**Work item**
In the material below, find each line holding the string "return" and copy it.

**Given entries**
□ □ □
//! Resolution of template marker functions into plain SQL.
//!
//! Markers take their arguments as `MARKER ( a $ b … )` token runs:
//!
//! | marker       | becomes                                            |
//! |--------------|----------------------------------------------------|
//! | `COUNT_COND` | a `GROUP BY … ORDER BY count ( * ) desc limit 1` subquery |
//! | `JOIN_COL`   | the join column of the first table towards the second |
//! | `JOIN_FROM`  | `A JOIN B`                                         |
//! | `JOIN_WHERE` | `A.x = B.y`                                        |
//! | `argmax`/`argmin` | see [`resolve_arg_min_max`]                   |

use super::error::Rejection;
use super::Query;
use crate::schema::{find_join_path, join_column, JoinKind, Schema};
use crate::sql::resolve_arg_min_max;

/// Tokens covered by a two-table marker call: `MARKER ( A $ B )`.
const CALL_WIDTH: usize = 6;

fn arg(tokens: &[String], at: usize, sql: &[String]) -> Result<String, Rejection> {
    tokens
        .get(at)
        .cloned()
        .ok_or_else(|| Rejection::MalformedTemplate(sql.join(" ")))
}

impl Query {
    /// Resolve every marker of a fully filled query, in dependency order.
    pub fn resolve(&mut self, schema: &Schema) -> Result<(), Rejection> {
        self.resolve_aggregation_over_join(schema)?;
        self.resolve_join_columns(schema)?;
        self.resolve_joins(schema)?;

        let sql = resolve_arg_min_max(&self.sql())
            .map_err(|e| Rejection::ArgumentCount(e.to_string()))?;
        self.sql_tokens = sql.split_whitespace().map(str::to_string).collect();
        Ok(())
    }

    /// `COUNT_COND ( T1 $ T2 $ cond )`: the row of `T2` linked to the most
    /// rows of `T1` satisfying `cond`.
    fn resolve_aggregation_over_join(&mut self, schema: &Schema) -> Result<(), Rejection> {
        while let Some(i) = self.sql_tokens.iter().position(|t| t == "COUNT_COND") {
            let tokens = &self.sql_tokens;
            let first = arg(tokens, i + 2, tokens)?;
            let second = arg(tokens, i + 4, tokens)?;
            if first == second {
                return Err(Rejection::SingleTableAggregation(self.sql()));
            }

            let cond_start = i + CALL_WIDTH;
            let close = tokens
                .iter()
                .skip(cond_start)
                .position(|t| t == ")")
                .map(|offset| cond_start + offset)
                .ok_or_else(|| Rejection::MalformedTemplate(self.sql()))?;
            let condition = &tokens[cond_start..close];

            let join = find_join_path(&second, &first, schema, JoinKind::Where).ok_or_else(|| {
                Rejection::NoJoinPath {
                    from: second.clone(),
                    to: first.clone(),
                }
            })?;
            let Some((outer, inner)) = join.split_once(" = ") else {
                return Err(Rejection::NoJoinPath {
                    from: second,
                    to: first,
                });
            };

            let mut sql: Vec<String> = tokens[..i].to_vec();
            sql.extend(
                [outer, "=", "(", "SELECT", inner, "FROM", first.as_str()]
                    .iter()
                    .map(|t| t.to_string()),
            );
            if !condition.is_empty() {
                sql.push("WHERE".to_string());
                sql.extend_from_slice(condition);
            }
            sql.extend(
                ["GROUP", "BY", inner, "ORDER", "BY", "count", "(", "*", ")", "desc", "limit", "1"]
                    .iter()
                    .map(|t| t.to_string()),
            );
            sql.extend_from_slice(&tokens[close..]);
            self.sql_tokens = sql;
        }
        Ok(())
    }

    /// `JOIN_COL ( T1 $ T2 )`: the column of `T1` linking it to `T2`.
    fn resolve_join_columns(&mut self, schema: &Schema) -> Result<(), Rejection> {
        let tokens = &self.sql_tokens;
        let mut sql = Vec::with_capacity(tokens.len());
        let mut i = 0;
        while i < tokens.len() {
            if tokens[i] != "JOIN_COL" {
                sql.push(tokens[i].clone());
                i += 1;
                continue;
            }
            let from = arg(tokens, i + 2, tokens)?;
            let to = arg(tokens, i + 4, tokens)?;
            let column = join_column(&from, &to, schema)
                .ok_or(Rejection::NoJoinPath { from, to })?;
            sql.push(column);
            i += CALL_WIDTH;
        }
        self.sql_tokens = sql;
        Ok(())
    }

    /// `JOIN_FROM ( T1 $ T2 )` and `JOIN_WHERE ( T1 $ T2 )`.
    ///
    /// A table joined with itself has an empty WHERE join; its connective
    /// `AND`, or the bare `WHERE` it would leave behind, is dropped with it.
    fn resolve_joins(&mut self, schema: &Schema) -> Result<(), Rejection> {
        let tokens = &self.sql_tokens;
        let mut sql: Vec<String> = Vec::with_capacity(tokens.len());
        let mut i = 0;
        while i < tokens.len() {
            let Some(kind) = JoinKind::from_marker(&tokens[i]) else {
                sql.push(tokens[i].clone());
                i += 1;
                continue;
            };
            let from = arg(tokens, i + 2, tokens)?;
            let to = arg(tokens, i + 4, tokens)?;
            let join = find_join_path(&from, &to, schema, kind)
                .ok_or(Rejection::NoJoinPath { from, to })?;
            i += CALL_WIDTH;

            if !join.is_empty() {
                sql.push(join);
            } else if tokens.get(i).is_some_and(|t| t == "AND") {
                i += 1;
            } else if sql.last().is_some_and(|t| t == "WHERE" || t == "AND") {
                sql.pop();
            }
        }
        self.sql_tokens = sql;
        Ok(())
    }
}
□ □ □
**Reply**
                return Err(Rejection::SingleTableAggregation(self.sql()));
                return Err(Rejection::NoJoinPath {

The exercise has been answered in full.